Description of the task
The answer must be exactly the lines from the one containing "and their environments." through the end of the material, with both ends kept and no other lines.

Extracted material
use std::path::PathBuf;
use thiserror::Error;

#[derive(Debug, Error)]
pub enum OrchestratorError {
    #[error("No environment specified and could not detect environment")]
    EnvironmentUndetermined,

    #[error("Provider '{provider}' failed for environment '{environment}': {reason}")]
    Provider {
        provider: String,
        environment: String,
        reason: String,
    },

    #[error("{name} environment variable is not set.")]
    MissingEnv { name: String },

    #[error("Unknown built-in provider '{name}' (available: {available})")]
    UnknownProvider { name: String, available: String },

    #[error("Invalid provider definition in {path}: {reason}")]
    InvalidProvider { path: PathBuf, reason: String },

    #[error("Unknown key '{key}' in {path}")]
    UnknownKey { key: String, path: PathBuf },

    #[error("Unknown keys in settings manifest:{}", list(.0))]
    UnknownKeys(Vec<OrchestratorError>),

    #[error("Failed to parse {path}: {reason}")]
    ParseError { path: PathBuf, reason: String },

    #[error("Failed to read {path}: {source}")]
    IoError {
        path: PathBuf,
        source: std::io::Error,
    },

    #[error("Configuration error: {0}")]
    ConfigError(#[from] confique::Error),

    #[error("Invalid value for '{key}': {reason}")]
    InvalidValue { key: String, reason: String },

    #[error("Failed to initialize logging: {0}")]
    Logging(String),
}

fn list(errors: &[OrchestratorError]) -> String {
    errors.iter().map(|e| format!("\n  {e}")).collect()
}

#[cfg(test)]
mod tests {
    use super::*;

    #[test]
    fn environment_undetermined_formats() {
        let err = OrchestratorError::EnvironmentUndetermined;
        assert!(err.to_string().contains("No environment specified"));
    }

    #[test]
    fn missing_env_formats() {
        let err = OrchestratorError::MissingEnv {
            name: "DRUPAL_DB_PASSWORD".into(),
        };
        assert_eq!(
            err.to_string(),
            "DRUPAL_DB_PASSWORD environment variable is not set."
        );
    }

    #[test]
    fn unknown_key_formats_correctly() {
        let err = OrchestratorError::UnknownKey {
            key: "provider_paht".into(),
            path: "/srv/site/composer.json".into(),
        };
        let msg = err.to_string();
        assert!(msg.contains("provider_paht"));
        assert!(msg.contains("composer.json"));
    }

    #[test]
    fn provider_error_names_provider_and_environment() {
        let err = OrchestratorError::Provider {
            provider: "search".into(),
            environment: "staging".into(),
            reason: "boom".into(),
        };
        let msg = err.to_string();
        assert!(msg.contains("search"));
        assert!(msg.contains("staging"));
        assert!(msg.contains("boom"));
    }

    #[test]
    fn unknown_keys_lists_each_key() {
        let err = OrchestratorError::UnknownKeys(vec![
            OrchestratorError::UnknownKey {
                key: "provider_paht".into(),
                path: "composer.json".into(),
            },
            OrchestratorError::UnknownKey {
                key: "stroe_path".into(),
                path: "composer.json".into(),
            },
        ]);
        let msg = err.to_string();
        assert!(msg.contains("provider_paht"));
        assert!(msg.contains("stroe_path"));
    }
}
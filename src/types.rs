//! Shared value types: manifest search locations and command actions.

use std::path::PathBuf;

/// Where to look for the project manifest.
#[derive(Debug, Clone, PartialEq)]
pub enum SearchPath {
    /// Current working directory.
    Cwd,
    /// An explicit directory.
    Path(PathBuf),
    /// Walk up from the working directory. Expands into one directory per
    /// level, shallowest first, so the working directory has the highest
    /// priority.
    Ancestors(Boundary),
}

/// How far an [`Ancestors`](SearchPath::Ancestors) walk goes.
#[derive(Debug, Clone, PartialEq)]
pub enum Boundary {
    /// Continue to the filesystem root.
    Root,
    /// Stop (inclusive) at the first directory containing an entry with this name.
    Marker(&'static str),
}

/// An `apply-config` operation, independent of any CLI framework.
/// The clap adapter converts parsed arguments into this.
#[derive(Debug, Clone, PartialEq)]
pub enum ApplyAction {
    /// Print the registered providers and their environments.
    ListProviders,
    /// Apply (or preview) overrides for an environment. `None` means detect it.
    Apply {
        environment: Option<String>,
        dry_run: bool,
    },
}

Written solution
    /// Print the registered providers and their environments.
    ListProviders,
    /// Apply (or preview) overrides for an environment. `None` means detect it.
    Apply {
        environment: Option<String>,
        dry_run: bool,
    },
}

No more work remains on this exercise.